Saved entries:
- - - - -

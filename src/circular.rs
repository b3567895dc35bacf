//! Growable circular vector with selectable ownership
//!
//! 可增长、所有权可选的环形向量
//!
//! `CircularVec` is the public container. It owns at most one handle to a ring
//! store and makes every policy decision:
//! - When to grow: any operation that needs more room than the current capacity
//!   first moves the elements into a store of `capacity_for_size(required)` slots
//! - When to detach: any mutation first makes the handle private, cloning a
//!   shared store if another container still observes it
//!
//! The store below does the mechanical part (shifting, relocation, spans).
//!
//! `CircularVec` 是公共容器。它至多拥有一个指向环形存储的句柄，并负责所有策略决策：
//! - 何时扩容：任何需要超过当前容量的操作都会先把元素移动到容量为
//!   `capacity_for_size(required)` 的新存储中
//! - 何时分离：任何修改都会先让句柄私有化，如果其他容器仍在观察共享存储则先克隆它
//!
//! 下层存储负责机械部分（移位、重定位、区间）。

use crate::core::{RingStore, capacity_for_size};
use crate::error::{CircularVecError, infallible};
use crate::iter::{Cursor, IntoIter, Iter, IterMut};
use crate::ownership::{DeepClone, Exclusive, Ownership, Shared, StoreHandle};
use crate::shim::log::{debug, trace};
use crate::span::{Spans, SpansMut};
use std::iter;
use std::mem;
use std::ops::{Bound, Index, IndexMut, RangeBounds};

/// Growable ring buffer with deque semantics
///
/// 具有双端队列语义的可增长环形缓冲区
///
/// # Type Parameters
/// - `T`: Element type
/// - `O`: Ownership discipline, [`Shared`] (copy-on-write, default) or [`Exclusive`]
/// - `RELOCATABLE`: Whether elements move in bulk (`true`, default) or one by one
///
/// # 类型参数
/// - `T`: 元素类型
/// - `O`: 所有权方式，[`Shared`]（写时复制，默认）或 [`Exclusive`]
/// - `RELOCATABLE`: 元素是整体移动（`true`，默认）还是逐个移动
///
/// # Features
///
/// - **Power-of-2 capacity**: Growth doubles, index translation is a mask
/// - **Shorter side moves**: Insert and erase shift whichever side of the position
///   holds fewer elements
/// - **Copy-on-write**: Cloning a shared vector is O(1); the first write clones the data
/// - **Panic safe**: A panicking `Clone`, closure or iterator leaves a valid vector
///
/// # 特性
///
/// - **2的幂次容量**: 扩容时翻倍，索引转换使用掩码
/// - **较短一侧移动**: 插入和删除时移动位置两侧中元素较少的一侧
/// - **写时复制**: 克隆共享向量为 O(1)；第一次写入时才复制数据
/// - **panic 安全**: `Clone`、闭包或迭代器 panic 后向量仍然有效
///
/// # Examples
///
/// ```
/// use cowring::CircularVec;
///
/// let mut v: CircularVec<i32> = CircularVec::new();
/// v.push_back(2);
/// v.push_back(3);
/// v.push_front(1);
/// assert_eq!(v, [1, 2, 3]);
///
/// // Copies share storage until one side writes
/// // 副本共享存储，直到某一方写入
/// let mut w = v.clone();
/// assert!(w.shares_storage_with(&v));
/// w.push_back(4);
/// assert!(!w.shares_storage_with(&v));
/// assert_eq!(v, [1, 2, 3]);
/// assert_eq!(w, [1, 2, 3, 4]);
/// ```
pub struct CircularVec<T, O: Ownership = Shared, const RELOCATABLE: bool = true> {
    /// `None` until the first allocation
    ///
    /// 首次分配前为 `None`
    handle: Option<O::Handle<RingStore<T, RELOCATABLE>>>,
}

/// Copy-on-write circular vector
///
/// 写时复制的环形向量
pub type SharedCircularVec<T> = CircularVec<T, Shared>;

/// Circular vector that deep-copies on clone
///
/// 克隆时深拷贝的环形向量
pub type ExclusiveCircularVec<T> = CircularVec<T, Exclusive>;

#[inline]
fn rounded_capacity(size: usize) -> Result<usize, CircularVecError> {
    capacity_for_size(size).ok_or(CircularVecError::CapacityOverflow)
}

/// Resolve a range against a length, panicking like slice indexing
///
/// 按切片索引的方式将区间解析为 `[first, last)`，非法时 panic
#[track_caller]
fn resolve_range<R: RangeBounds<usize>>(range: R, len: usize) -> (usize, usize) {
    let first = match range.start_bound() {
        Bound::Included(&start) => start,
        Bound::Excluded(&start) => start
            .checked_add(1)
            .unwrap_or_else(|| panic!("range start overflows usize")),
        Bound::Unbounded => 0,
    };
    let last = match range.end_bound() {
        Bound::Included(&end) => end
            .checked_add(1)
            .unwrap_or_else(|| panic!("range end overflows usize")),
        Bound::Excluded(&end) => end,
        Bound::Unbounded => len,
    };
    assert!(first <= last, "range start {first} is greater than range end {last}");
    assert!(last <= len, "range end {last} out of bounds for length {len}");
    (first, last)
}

- - - - -

Problem to work on: Where a line of the entries contains the word "Growable", copy that line.

Expected answer:
//! Growable circular vector with selectable ownership
/// Growable ring buffer with deque semantics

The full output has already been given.